Extracted records
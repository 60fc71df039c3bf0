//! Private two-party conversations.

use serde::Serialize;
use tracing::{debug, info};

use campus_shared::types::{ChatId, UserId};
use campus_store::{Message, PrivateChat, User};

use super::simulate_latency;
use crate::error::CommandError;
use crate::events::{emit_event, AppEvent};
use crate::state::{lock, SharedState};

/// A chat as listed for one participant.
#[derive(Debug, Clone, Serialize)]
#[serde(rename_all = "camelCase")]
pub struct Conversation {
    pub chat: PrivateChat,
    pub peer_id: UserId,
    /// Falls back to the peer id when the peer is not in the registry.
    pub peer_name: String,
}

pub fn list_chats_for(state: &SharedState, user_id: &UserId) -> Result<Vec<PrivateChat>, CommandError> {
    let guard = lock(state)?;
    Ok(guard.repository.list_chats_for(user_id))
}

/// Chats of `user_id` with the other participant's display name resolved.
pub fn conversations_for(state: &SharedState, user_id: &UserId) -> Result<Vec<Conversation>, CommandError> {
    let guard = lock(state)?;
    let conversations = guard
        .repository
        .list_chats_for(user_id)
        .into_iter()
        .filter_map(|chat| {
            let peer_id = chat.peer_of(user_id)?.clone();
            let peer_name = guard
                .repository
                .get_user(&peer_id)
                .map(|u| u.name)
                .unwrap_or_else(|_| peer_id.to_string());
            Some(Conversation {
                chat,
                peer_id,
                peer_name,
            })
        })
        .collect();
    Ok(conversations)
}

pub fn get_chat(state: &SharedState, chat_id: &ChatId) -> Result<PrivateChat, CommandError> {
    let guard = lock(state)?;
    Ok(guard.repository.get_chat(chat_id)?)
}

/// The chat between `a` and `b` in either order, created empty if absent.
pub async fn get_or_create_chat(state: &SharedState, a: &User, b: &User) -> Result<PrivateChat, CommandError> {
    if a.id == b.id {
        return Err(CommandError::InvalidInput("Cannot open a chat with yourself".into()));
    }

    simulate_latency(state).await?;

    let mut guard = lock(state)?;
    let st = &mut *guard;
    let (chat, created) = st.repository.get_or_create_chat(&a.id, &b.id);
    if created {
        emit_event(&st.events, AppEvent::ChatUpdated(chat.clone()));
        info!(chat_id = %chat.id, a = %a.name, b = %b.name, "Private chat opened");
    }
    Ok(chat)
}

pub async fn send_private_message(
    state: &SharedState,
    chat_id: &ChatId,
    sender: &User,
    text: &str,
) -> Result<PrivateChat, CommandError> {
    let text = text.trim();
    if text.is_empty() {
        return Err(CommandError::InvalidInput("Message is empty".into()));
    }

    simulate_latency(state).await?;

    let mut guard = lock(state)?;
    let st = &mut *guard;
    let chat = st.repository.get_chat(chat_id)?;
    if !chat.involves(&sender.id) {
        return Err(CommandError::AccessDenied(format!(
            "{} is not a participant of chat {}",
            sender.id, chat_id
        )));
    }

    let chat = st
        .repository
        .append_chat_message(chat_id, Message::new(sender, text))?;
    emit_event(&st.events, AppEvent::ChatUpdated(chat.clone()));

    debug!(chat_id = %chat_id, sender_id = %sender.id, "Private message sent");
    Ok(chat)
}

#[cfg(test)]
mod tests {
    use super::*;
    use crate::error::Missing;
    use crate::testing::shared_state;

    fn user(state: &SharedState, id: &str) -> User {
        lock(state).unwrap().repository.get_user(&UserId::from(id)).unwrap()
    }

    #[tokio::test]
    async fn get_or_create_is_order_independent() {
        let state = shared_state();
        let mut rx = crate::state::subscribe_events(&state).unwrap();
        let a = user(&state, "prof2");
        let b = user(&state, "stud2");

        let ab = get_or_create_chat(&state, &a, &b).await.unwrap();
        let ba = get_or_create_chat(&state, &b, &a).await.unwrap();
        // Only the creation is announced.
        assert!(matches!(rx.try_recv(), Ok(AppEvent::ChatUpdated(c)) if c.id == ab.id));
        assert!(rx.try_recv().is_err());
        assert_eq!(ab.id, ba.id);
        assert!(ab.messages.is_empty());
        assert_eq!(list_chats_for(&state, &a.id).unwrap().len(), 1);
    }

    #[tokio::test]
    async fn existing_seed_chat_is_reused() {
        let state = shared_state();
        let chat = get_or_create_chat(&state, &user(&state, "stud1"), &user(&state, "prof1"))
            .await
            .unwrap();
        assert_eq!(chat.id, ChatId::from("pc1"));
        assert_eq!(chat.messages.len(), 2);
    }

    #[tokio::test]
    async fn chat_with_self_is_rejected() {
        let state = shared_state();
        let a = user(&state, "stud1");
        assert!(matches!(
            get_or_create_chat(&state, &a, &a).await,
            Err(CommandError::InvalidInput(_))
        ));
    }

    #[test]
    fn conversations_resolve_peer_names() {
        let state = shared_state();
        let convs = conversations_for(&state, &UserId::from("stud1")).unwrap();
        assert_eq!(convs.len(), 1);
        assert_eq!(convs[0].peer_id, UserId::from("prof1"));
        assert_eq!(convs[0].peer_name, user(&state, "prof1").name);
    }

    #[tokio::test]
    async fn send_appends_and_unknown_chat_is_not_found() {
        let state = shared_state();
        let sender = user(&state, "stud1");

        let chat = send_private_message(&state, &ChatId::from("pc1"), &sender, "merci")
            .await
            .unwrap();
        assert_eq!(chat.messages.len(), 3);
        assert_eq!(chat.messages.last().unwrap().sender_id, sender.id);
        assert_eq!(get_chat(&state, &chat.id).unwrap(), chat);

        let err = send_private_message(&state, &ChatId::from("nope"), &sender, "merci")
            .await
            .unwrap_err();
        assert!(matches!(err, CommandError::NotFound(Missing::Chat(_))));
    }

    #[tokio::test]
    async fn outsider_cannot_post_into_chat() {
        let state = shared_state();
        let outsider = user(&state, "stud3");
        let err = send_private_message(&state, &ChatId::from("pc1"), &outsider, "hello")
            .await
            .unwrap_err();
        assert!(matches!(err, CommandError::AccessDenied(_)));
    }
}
--
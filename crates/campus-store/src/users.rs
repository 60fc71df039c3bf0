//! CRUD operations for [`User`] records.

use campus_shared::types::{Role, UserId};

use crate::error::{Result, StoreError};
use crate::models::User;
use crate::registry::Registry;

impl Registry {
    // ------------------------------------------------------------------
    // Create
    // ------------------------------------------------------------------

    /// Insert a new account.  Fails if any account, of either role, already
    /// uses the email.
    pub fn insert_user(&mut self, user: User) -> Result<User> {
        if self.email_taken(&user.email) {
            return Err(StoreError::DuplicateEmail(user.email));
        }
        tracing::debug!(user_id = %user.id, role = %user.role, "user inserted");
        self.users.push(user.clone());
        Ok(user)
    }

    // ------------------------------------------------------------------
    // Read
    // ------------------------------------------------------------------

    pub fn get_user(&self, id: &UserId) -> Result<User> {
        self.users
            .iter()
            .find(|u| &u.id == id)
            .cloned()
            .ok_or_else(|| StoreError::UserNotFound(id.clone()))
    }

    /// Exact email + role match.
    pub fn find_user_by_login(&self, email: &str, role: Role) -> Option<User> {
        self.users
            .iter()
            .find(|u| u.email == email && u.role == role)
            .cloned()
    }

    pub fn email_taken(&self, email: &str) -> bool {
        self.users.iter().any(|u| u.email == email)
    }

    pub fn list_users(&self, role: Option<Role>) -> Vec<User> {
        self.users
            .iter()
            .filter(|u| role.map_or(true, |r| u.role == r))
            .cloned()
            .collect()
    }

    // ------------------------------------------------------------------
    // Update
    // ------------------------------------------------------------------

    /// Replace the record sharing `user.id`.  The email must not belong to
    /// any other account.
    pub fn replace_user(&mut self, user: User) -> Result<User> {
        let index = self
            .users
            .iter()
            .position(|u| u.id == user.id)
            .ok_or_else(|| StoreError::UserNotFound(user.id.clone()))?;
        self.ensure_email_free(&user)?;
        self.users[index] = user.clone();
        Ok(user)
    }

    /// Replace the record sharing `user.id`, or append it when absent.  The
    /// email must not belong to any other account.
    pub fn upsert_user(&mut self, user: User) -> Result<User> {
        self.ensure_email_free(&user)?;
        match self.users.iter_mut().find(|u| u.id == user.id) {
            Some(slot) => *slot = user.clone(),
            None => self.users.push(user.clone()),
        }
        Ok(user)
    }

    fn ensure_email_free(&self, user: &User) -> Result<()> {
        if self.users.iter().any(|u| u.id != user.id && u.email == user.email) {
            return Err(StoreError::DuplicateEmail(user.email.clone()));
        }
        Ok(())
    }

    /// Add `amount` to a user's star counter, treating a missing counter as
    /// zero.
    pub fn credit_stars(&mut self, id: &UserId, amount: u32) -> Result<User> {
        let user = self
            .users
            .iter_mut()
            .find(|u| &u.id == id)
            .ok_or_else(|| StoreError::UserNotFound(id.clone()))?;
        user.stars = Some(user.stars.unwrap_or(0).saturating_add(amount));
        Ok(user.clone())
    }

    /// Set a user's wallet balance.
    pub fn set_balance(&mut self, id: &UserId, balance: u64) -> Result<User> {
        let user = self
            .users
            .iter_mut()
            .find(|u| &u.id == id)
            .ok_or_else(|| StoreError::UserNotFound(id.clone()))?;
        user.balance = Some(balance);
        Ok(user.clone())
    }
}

= Try it =
Pull every line containing "Serialize" from the entries above and copy it.

= Response =
use serde::Serialize;
#[derive(Debug, Clone, Serialize)]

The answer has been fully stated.